At a Meeting of the Faculty of Arts and Sciences on Nov. 3, 2020, the following tribute to the life and service of the late Richard Earl Caves, was placed upon the permanent records of the Faculty.

Richard Caves was born in Akron, Ohio, in 1931 and passed away in November 2019 at his home in Cambridge. He obtained his B.A. at Oberlin in 1953, his Ph.D. at Harvard in 1958, and his first academic appointment at Berkeley in 1957, working with Joe Bain, an early force in industrial organization. Richard (“Dick”) Caves accepted a Harvard professorship in 1962 and remained at Harvard until his retirement in 2003.

Caves was a multitalented academic, whose use of insights from economic theory to increase understanding of the institutional features of industries made him a foundational figure in both international trade and industrial organization. His book on multinational enterprises foreshadowed the integration of the study of industries into the modern analysis of international trade. He was a connoisseur of art, with a stunning personal collection of modern pieces, which nurtured a seminal book on the economics of creative industries. His detailed knowledge of the economy led to a number of influential policy positions, including serving as a consultant to the Council of Economic Advisors to the President in 1961 and on the Task Force on Foreign Economic Policy in 1964.

Caves’s considerable administrative abilities are also noteworthy. He was a hugely successful chair of Harvard’s Economics Department (1966–69). He hired or promoted Kenneth Arrow, Zvi Griliches, Dale Jorgenson, Martin Feldstein, and Stephen Marglin. Caves was also chairman of the Business Economics program (1984–97), to this day one of the department’s most successful graduate programs. He was also a gifted teacher who mentored many students, several of whom, including two members of this committee, went on to very successful careers. His ability to communicate his insights, generally with a twinkle in his eye, brought other members of the department, notably A. Michael Spence, to the study of industrial organization.

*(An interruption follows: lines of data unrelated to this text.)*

//! The playback engine. [`Phonograph`] owns the record queue, the tonearm
//! state machine and the collaborators, and keeps the tonearm angle, the
//! record spin and the audio clock consistent with each other.

mod drag;
mod observer;
mod sync;
mod transition;

use std::f64::consts::FRAC_PI_2;
use std::fmt;
use std::rc::{Rc, Weak};

use tracing::{debug, info, warn};

use crate::audio::{AudioClock, NoisePlayer, SimulatedAudio, SimulatedNoise};
use crate::config::{clamp_volume, PhonographConfig};
use crate::geometry::{ControlPoints, Layout};
use crate::record::{Orientation, Style};
use crate::render::{CenterPeg, Easing, RecordTransform, RecordingSurface, VisualSurface};
use crate::timeline::{FrameClock, ManualFrameClock};
use crate::{PhonographError, Record, RecordQueue, Result, TonearmState};

pub use observer::PhonographObserver;
pub use transition::Completion;

use transition::{half_turn_to_zero, AfterRest, Continuation, Transitions};

/// The host-provided services the engine drives.
pub struct Collaborators {
    pub frame_clock: Box<dyn FrameClock>,
    pub audio: Box<dyn AudioClock>,
    pub noise: Box<dyn NoisePlayer>,
    pub surface: Box<dyn VisualSurface>,
}

/// In-memory collaborators for headless runs and tests. Every handle shares
/// state with the boxes returned by [`SimulatedCollaborators::collaborators`].
#[derive(Debug, Clone, Default)]
pub struct SimulatedCollaborators {
    pub frame_clock: ManualFrameClock,
    pub audio: SimulatedAudio,
    pub noise: SimulatedNoise,
    pub surface: RecordingSurface,
}

impl SimulatedCollaborators {
    pub fn new() -> Self {
        Self::default()
    }

    pub fn collaborators(&self) -> Collaborators {
        Collaborators {
            frame_clock: Box::new(self.frame_clock.clone()),
            audio: Box::new(self.audio.clone()),
            noise: Box::new(self.noise.clone()),
            surface: Box::new(self.surface.clone()),
        }
    }
}

pub struct Phonograph {
    config: PhonographConfig,
    queue: RecordQueue,
    state: TonearmState,
    layout: Option<Layout>,
    control_points: Option<ControlPoints>,
    tonearm_angle: f64,
    record_transform: RecordTransform,
    is_assumed_buffering: bool,
    noise_playing: bool,
    audio_loaded: bool,
    transitions: Transitions,
    observer: Option<Weak<dyn PhonographObserver>>,
    frame_clock: Box<dyn FrameClock>,
    audio: Box<dyn AudioClock>,
    noise: Box<dyn NoisePlayer>,
    surface: Box<dyn VisualSurface>,
}

impl fmt::Debug for Phonograph {
    fn fmt(&self, f: &mut fmt::Formatter<'_>) -> fmt::Result {
        f.debug_struct("Phonograph")
            .field("state", &self.state)
            .field("records", &self.queue.len())
            .field("tonearm_angle", &self.tonearm_angle)
            .field("is_assumed_buffering", &self.is_assumed_buffering)
            .field("animating", &self.transitions.is_animating())
            .finish()
    }
}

His contributions to international trade and foreign direct investment have been considerable and long lasting. His seminal contributions to analysis of foreign trade through the lens of industrial organization have been particularly important. In Caves’s first book, authored with R. H. Holton in 1959, he emphasized Canada’s dependence on foreign trade. A year later, he published a mostly theoretical treatise on trade structure in which he reviewed the available neoclassical knowledge about drivers of trade and their impact on national economies. He then ventured to integrate industrial organization into trade theory and proceeded to apply the new theoretical insights in empirical analysis. In the written version of his Frank D. Graham Memorial Lecture, published by Princeton in 1974, he spelled out eloquently the need to integrate industrial organization into international trade:

“Much of the toil of my professional career has been in the vineyards of international trade and industrial organization. Until a few years ago these two branches of economics remained in sanitary isolation from each other — in my own thinking, and in that of nearly all other practitioners. Yet the intellectual costs of [it] kept appearing on the accounts. Why should research on industrial organization assume that markets always stop at national boundaries? How can international economics continue to ignore all microeconomic market imperfections? How can we light our way to understanding foreign direct investment with general-equilibrium theory for a lantern?”

Indeed, one of Caves’s most important missions became using the lantern of industrial organization to shed light on issues of foreign trade. These issues included the role of international markets in taming the impact of domestic monopolies, oligopolies, and monopolistically competitive firms and the impact of trade policy in these circumstances. His insights anticipated the revolution in trade theory and in strategic trade policy in the 1980s. Moreover, a treatise on multinational enterprises he published in 1982 became the major reference book on foreign direct investment and the operation of multinational firms. Caves trained generations of Harvard students in the field of international trade and many more through his 1973 textbook with Ronald W. Jones on world trade and payments. Many editions of this book followed and it has been adopted worldwide.

Caves had a practical and multidisciplinary perspective to research in industrial organization. He encouraged students to cross boundaries between theory and empirical work, economic analysis and business practice, and industrial organization and other fields.  His own early work focused on cross-sectional studies of industries with a focus on the determinants of market structure and their implications for productive efficiency, market power, and the dynamics of the evolution of industries. This work shed light on the impacts of scale economies and intangible assets on structures and evolutions of industries. Influential papers on the decline of dominant firms and the role of within-firm product diversification in firm growth and decline integrated relatively understudied topics into the study of industrial organization.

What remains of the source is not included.